Kris English, PhD
The University of Akron/NOAC
In Part 1, a vignette depicts a patient informing her physician that her spouse had recently passed away. Unfortunately, the physician assumed too much about the patient’s life and experience, and expressed empathy for a situation that didn’t exist. The patient decided to correct the physician’s assumptions, an awkward counter-response that Frankel (2017) calls “rejected empathy.” Although hypothetical, we should spend a moment imagining the rest of this scenario: once the first exchange went off the rails, the physician would hopefully apologize, clarify, and try again — still appreciated by the patient but not an optimal outcome (Derksen et al., 2017).
An Avoidable Misstep
We would never intentionally cause hurt or harm by offering empathy that a patient will need to reject, but we may find ourselves taking similar missteps. Perhaps we still think of empathy as Barrett-Lennard (1981) did when he described an “empathy cycle” consisting of three phases:
- Phase 1: the inner process of empathetic listening to another who is personally expressive in some way
- Phase 2: the attempt to convey empathetic understanding of the other person’s experience
- Phase 3: the other person’s reception or awareness of this communication
In light of Frankel’s vignette, it seems fair to say that this “empathy cycle” is incomplete. All three phases were involved, and yet the outcome was ineffective. Perhaps Barret-Lennard suspected as much, since he does point out, “There is room for considerable slippage” (p. 91).

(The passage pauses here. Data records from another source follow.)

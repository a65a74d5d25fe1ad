//! Tests for combined and split storage modes
//!
//! These tests verify:
//! - Both modes behave identically through the engine API
//! - Files are validated against the mode they are opened in
//! - The raw log scan sees every record in append order

use std::collections::HashMap;

use mapkv::{Engine, KvError, Options};
use tempfile::TempDir;

// =============================================================================
// Helper Functions
// =============================================================================

fn options() -> Options {
    Options::builder().tables(4).buckets(2).build()
}

/// Apply the same workload to an engine and return the expected contents
fn workload(engine: &mut Engine) -> HashMap<Vec<u8>, Vec<u8>> {
    let mut expected = HashMap::new();
    for i in 0..64u32 {
        let key = format!("user:{}", i).into_bytes();
        let value = vec![i as u8; (i % 13 + 1) as usize];
        engine.put(&key, &value).unwrap();
        expected.insert(key, value);
    }
    for i in (0..64u32).step_by(5) {
        let key = format!("user:{}", i).into_bytes();
        engine.del(&key).unwrap();
        expected.remove(&key);
    }
    expected
}

fn contents(engine: &Engine) -> HashMap<Vec<u8>, Vec<u8>> {
    engine
        .entries()
        .collect::<mapkv::Result<HashMap<_, _>>>()
        .unwrap()
}

// =============================================================================
// Equivalence Tests
// =============================================================================

#[test]
fn test_combined_and_split_agree() {
    let temp_dir = TempDir::new().unwrap();
    let dir = temp_dir.path();

    let mut combined = Engine::open(&dir.join("combined.db"), None, &options()).unwrap();
    let idx = dir.join("split.idx");
    let mut split = Engine::open(&dir.join("split.db"), Some(idx.as_path()), &options()).unwrap();

    assert!(combined.is_combined());
    assert!(!split.is_combined());

    let expected = workload(&mut combined);
    assert_eq!(workload(&mut split), expected);

    assert_eq!(contents(&combined), expected);
    assert_eq!(contents(&split), expected);

    for i in 0..64u32 {
        let key = format!("user:{}", i).into_bytes();
        assert_eq!(combined.get(&key).unwrap(), split.get(&key).unwrap());
    }

    let (a, b) = (combined.stat().unwrap(), split.stat().unwrap());
    assert_eq!(a.table_total, b.table_total);
    assert_eq!(a.bucket_total, b.bucket_total);
    assert_eq!(a.data_size, b.data_size);
}

#[test]
fn test_split_reopen() {
    let temp_dir = TempDir::new().unwrap();
    let data = temp_dir.path().join("data.db");
    let index = temp_dir.path().join("index.db");

    let expected = {
        let mut engine = Engine::open(&data, Some(index.as_path()), &options()).unwrap();
        let expected = workload(&mut engine);
        engine.close().unwrap();
        expected
    };

    assert!(data.exists());
    assert!(index.exists());

    let engine = Engine::open(&data, Some(index.as_path()), &Options::read_only()).unwrap();
    assert_eq!(contents(&engine), expected);
}

#[test]
fn test_same_index_and_data_path_is_combined() {
    let temp_dir = TempDir::new().unwrap();
    let path = temp_dir.path().join("store.db");

    let mut engine = Engine::open(&path, Some(path.as_path()), &options()).unwrap();
    assert!(engine.is_combined());
    engine.put(b"k", b"v").unwrap();
    engine.close().unwrap();

    let engine = Engine::open(&path, None, &options()).unwrap();
    assert_eq!(engine.get(b"k").unwrap(), Some(b"v".to_vec()));
}

// =============================================================================
// Validation Tests
// =============================================================================

#[test]
fn test_combined_file_rejected_as_split_index() {
    let temp_dir = TempDir::new().unwrap();
    let combined = temp_dir.path().join("combined.db");
    Engine::open(&combined, None, &options())
        .unwrap()
        .close()
        .unwrap();

    let data = temp_dir.path().join("data.db");
    let result = Engine::open(&data, Some(combined.as_path()), &options());
    assert!(matches!(result, Err(KvError::Format(_))));
}

#[test]
fn test_split_data_rejected_as_combined() {
    let temp_dir = TempDir::new().unwrap();
    let data = temp_dir.path().join("data.db");
    let index = temp_dir.path().join("index.db");
    Engine::open(&data, Some(index.as_path()), &options())
        .unwrap()
        .close()
        .unwrap();

    assert!(matches!(
        Engine::open(&data, None, &options()),
        Err(KvError::Format(_))
    ));
    assert!(matches!(
        Engine::open(&index, None, &options()),
        Err(KvError::Format(_))
    ));
}

// =============================================================================
// Log Scan Tests
// =============================================================================

fn check_scan(engine: &mut Engine) {
    engine.put(b"a", b"1").unwrap();
    engine.put(b"b", b"2").unwrap();
    engine.put(b"a", b"3").unwrap();
    engine.del(b"b").unwrap();
    // Force resizes so combined files carry extra bucket arrays
    for i in 0..20u32 {
        engine.put(format!("fill{}", i).as_bytes(), b"x").unwrap();
    }

    let entries: Vec<_> = engine
        .scan_log()
        .unwrap()
        .collect::<mapkv::Result<_>>()
        .unwrap();

    // Tombstones are skipped, superseded versions are not
    assert_eq!(entries.len(), 3 + 20);
    assert_eq!(entries[0].key, b"a");
    assert_eq!(entries[0].value, b"1");
    assert_eq!(entries[1].key, b"b");
    assert_eq!(entries[2].key, b"a");
    assert_eq!(entries[2].value, b"3");
    assert!(entries.windows(2).all(|w| w[0].offset < w[1].offset));
}

#[test]
fn test_scan_log_combined() {
    let temp_dir = TempDir::new().unwrap();
    let mut engine = Engine::open(&temp_dir.path().join("s.db"), None, &options()).unwrap();
    check_scan(&mut engine);
}

#[test]
fn test_scan_log_split() {
    let temp_dir = TempDir::new().unwrap();
    let index = temp_dir.path().join("s.idx");
    let mut engine = Engine::open(&temp_dir.path().join("s.db"), Some(index.as_path()), &options()).unwrap();
    check_scan(&mut engine);
}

When we take on the task of teaching empathy skills, we should base our instruction on the most complete definition possible. Like Frankel, Mercer and Reynolds (2002) include the aspect of “checking for accuracy”:
- Understand the patient’s situation, perspective, and feelings (and their attached meanings)
- Communicate that understanding and check its accuracy (emphasis added)
- Act on that understanding with the patient in a helpful (therapeutic) way (p. S9)
In other words, regarding #2 above, “If you don’t get that confirmation, you aren’t done” (Coulehan et al, 2001, p. 225).
Applications to Audiology
Our time with patients and family is usually limited, and we certainly don’t want to spend time repairing rejected empathy if we can help it. Ideally, we keep the encounter on track by assuming nothing and inviting/waiting for relevant details that we can respond to with accuracy, or as Brené Brown describes it, “climbing down into the hole” (described in Part 3). For example:
Learning objective #1: Identify “checking for accuracy” skills.
Learning activity: View this 2.5 minute segment from the animated movie Inside Out. Find an example of a listener who did not check for the accuracy of another’s feelings. What was the result? Find an example of a listener empathizing with another’s feelings who did check for accuracy of her perceptions. What was the result?
Learning objective #2: Demonstrate “checking for accuracy” skills.
Learning activity: With a partner, write an alternative dialogue for this video segment with an intentional “rejected empathy” exchange, plus a second version that checked for accuracy. Present your script to classmates. On a 0-10 scale, (0= easy, 10=very difficult), how challenging is it to listen to another’s story without assumptions or solutions? How difficult is it to check for accuracy?
Improving our empathy skills requires consistent reflection of empathic opportunities and how we respond to them. Just by trying to empathize, we are bound to make mistakes occasionally. But as students of the process, we must ask ourselves: Why did the physician in Frankel’s scenario assume incorrectly? How do we avoid assuming too much? What do we routinely assume about our patients, and are we right in doing so? How do we know we are right?
And what skills will serve us best? Every article and book on empathy offers the same answer: genuine listening. But how do we describe and evaluate empathic listening? The final entry in this series will focus on the relationship between listening and empathy, and also breaking the habit of saying “at least.”
Barret-Lennard GT. (1981). The empathy cycle: Refinement of a nuclear concept. Journal of Counseling Psychology, 28(2), 91-100.
Derksen, F., et al. (2017). Consequences of the presence and absence of empathy during consultations in primary care: A focus group study with patients. Patient Education and Counseling, 100, 987-993.
Frankel, R. (2017). The evolution of empathy research: Models, muddles, and mechanisms. Patient Education and Counseling, 100, 2128-2130.